What you should do: Type out all the records once more, exactly.

***

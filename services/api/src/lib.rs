mod cli;
mod infra;
mod reports;
mod routes;
mod server;

use tender_compliance::error::AppError;

pub async fn run() -> Result<(), AppError> {
    cli::run().await
}
// SPDX-License-Identifier: MIT
// SPDX-FileCopyrightText: 2025-2026 natyamatsya contributors
//
// Usage:
//   demo_poll_chat server <clients>
//   demo_poll_chat client <nickname>
//
// The server waits for <clients> participants on the endpoint "chat", then
// relays every line one participant writes to all the others, multiplexing
// the sessions with a single PollSet. A client forwards stdin lines and
// prints whatever the server relays.

use std::io::BufRead;
use std::thread;

use localipc::{Error, Events, PollSet, Server, ServerFlags, Session, SessionFlags};

const NAME: &str = "chat";

fn do_server(clients: usize) {
    let server = Server::create(NAME, ServerFlags::MULTI_SESSION).expect("create server");
    println!("server: waiting for {clients} clients on {}", server.path().display());

    let sessions: Vec<Session> = (0..clients)
        .map(|i| {
            let s = server.listen().expect("listen");
            println!("server: client {i} joined");
            s
        })
        .collect();

    let set = PollSet::new();
    for (id, s) in sessions.iter().enumerate() {
        set.add_socket(s, Events::READ | Events::ERROR, id as u32)
            .expect("add session");
    }

    let mut buf = [0u8; 1024];
    while set.count().unwrap_or(0) > 0 {
        let ready = match set.wait(None) {
            Ok(r) => r,
            Err(e) => {
                eprintln!("server: wait failed: {e}");
                break;
            }
        };
        let from = ready.id as usize;
        match sessions[from].read_nonblocking(&mut buf) {
            Ok(0) => {}
            Ok(n) => {
                for (to, s) in sessions.iter().enumerate() {
                    if to == from || set.entry(to as u32).is_err() {
                        continue;
                    }
                    // Blocking write: a client that stops reading stalls the
                    // relay, which is acceptable for a demo. One that fails
                    // leaves the room.
                    if let Err(e) = s.write(&buf[..n]) {
                        println!("server: dropping client {to}: {e}");
                        s.cancel();
                        let _ = set.remove(to as u32);
                    }
                }
            }
            Err(Error::BrokenPipe) => {
                println!("server: client {from} left");
                let _ = set.remove(ready.id);
            }
            Err(e) => {
                eprintln!("server: client {from}: {e}");
                let _ = set.remove(ready.id);
            }
        }
    }
    println!("server: everyone left");
}

fn do_client(nick: &str) {
    let session = Session::connect(NAME, SessionFlags::empty()).expect("connect");
    println!("client: connected as {nick}");

    let incoming = session.clone();
    let printer = thread::spawn(move || {
        let mut buf = [0u8; 1024];
        loop {
            match incoming.read(&mut buf) {
                Ok(0) => continue,
                Ok(n) => print!("{}", String::from_utf8_lossy(&buf[..n])),
                Err(Error::BrokenPipe) => {
                    println!("client: server closed the room");
                    return;
                }
                Err(_) => return,
            }
        }
    });

    for line in std::io::stdin().lock().lines() {
        let Ok(line) = line else { break };
        if session.write(format!("[{nick}] {line}\n").as_bytes()).is_err() {
            break;
        }
    }
    session.cancel();
    let _ = printer.join();
}

fn main() {
    let args: Vec<String> = std::env::args().collect();
    if args.len() < 3 {
        eprintln!("usage: demo_poll_chat server <clients>");
        eprintln!("       demo_poll_chat client <nickname>");
        std::process::exit(1);
    }
    match args[1].as_str() {
        "server" => do_server(args[2].parse().expect("clients")),
        "client" => do_client(&args[2]),
        other => {
            eprintln!("unknown mode: {other}");
            std::process::exit(1);
        }
    }
}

***

Task result:
filename services/api/src/lib.rs
mod cli;
mod infra;
mod reports;
mod routes;
mod server;

use tender_compliance::error::AppError;

pub async fn run() -> Result<(), AppError> {
    cli::run().await
}
// SPDX-License-Identifier: MIT
// SPDX-FileCopyrightText: 2025-2026 natyamatsya contributors
//
// Usage:
//   demo_poll_chat server <clients>
//   demo_poll_chat client <nickname>
//
// The server waits for <clients> participants on the endpoint "chat", then
// relays every line one participant writes to all the others, multiplexing
// the sessions with a single PollSet. A client forwards stdin lines and
// prints whatever the server relays.

use std::io::BufRead;
use std::thread;

use localipc::{Error, Events, PollSet, Server, ServerFlags, Session, SessionFlags};

const NAME: &str = "chat";

fn do_server(clients: usize) {
    let server = Server::create(NAME, ServerFlags::MULTI_SESSION).expect("create server");
    println!("server: waiting for {clients} clients on {}", server.path().display());

    let sessions: Vec<Session> = (0..clients)
        .map(|i| {
            let s = server.listen().expect("listen");
            println!("server: client {i} joined");
            s
        })
        .collect();

    let set = PollSet::new();
    for (id, s) in sessions.iter().enumerate() {
        set.add_socket(s, Events::READ | Events::ERROR, id as u32)
            .expect("add session");
    }

    let mut buf = [0u8; 1024];
    while set.count().unwrap_or(0) > 0 {
        let ready = match set.wait(None) {
            Ok(r) => r,
            Err(e) => {
                eprintln!("server: wait failed: {e}");
                break;
            }
        };
        let from = ready.id as usize;
        match sessions[from].read_nonblocking(&mut buf) {
            Ok(0) => {}
            Ok(n) => {
                for (to, s) in sessions.iter().enumerate() {
                    if to == from || set.entry(to as u32).is_err() {
                        continue;
                    }
                    // Blocking write: a client that stops reading stalls the
                    // relay, which is acceptable for a demo. One that fails
                    // leaves the room.
                    if let Err(e) = s.write(&buf[..n]) {
                        println!("server: dropping client {to}: {e}");
                        s.cancel();
                        let _ = set.remove(to as u32);
                    }
                }
            }
            Err(Error::BrokenPipe) => {
                println!("server: client {from} left");
                let _ = set.remove(ready.id);
            }
            Err(e) => {
                eprintln!("server: client {from}: {e}");
                let _ = set.remove(ready.id);
            }
        }
    }
    println!("server: everyone left");
}

fn do_client(nick: &str) {
    let session = Session::connect(NAME, SessionFlags::empty()).expect("connect");
    println!("client: connected as {nick}");

    let incoming = session.clone();
    let printer = thread::spawn(move || {
        let mut buf = [0u8; 1024];
        loop {
            match incoming.read(&mut buf) {
                Ok(0) => continue,
                Ok(n) => print!("{}", String::from_utf8_lossy(&buf[..n])),
                Err(Error::BrokenPipe) => {
                    println!("client: server closed the room");
                    return;
                }
                Err(_) => return,
            }
        }
    });

    for line in std::io::stdin().lock().lines() {
        let Ok(line) = line else { break };
        if session.write(format!("[{nick}] {line}\n").as_bytes()).is_err() {
            break;
        }
    }
    session.cancel();
    let _ = printer.join();
}

fn main() {
    let args: Vec<String> = std::env::args().collect();
    if args.len() < 3 {
        eprintln!("usage: demo_poll_chat server <clients>");
        eprintln!("       demo_poll_chat client <nickname>");
        std::process::exit(1);
    }
    match args[1].as_str() {
        "server" => do_server(args[2].parse().expect("clients")),
        "client" => do_client(&args[2]),
        other => {
            eprintln!("unknown mode: {other}");
            std::process::exit(1);
        }
    }
}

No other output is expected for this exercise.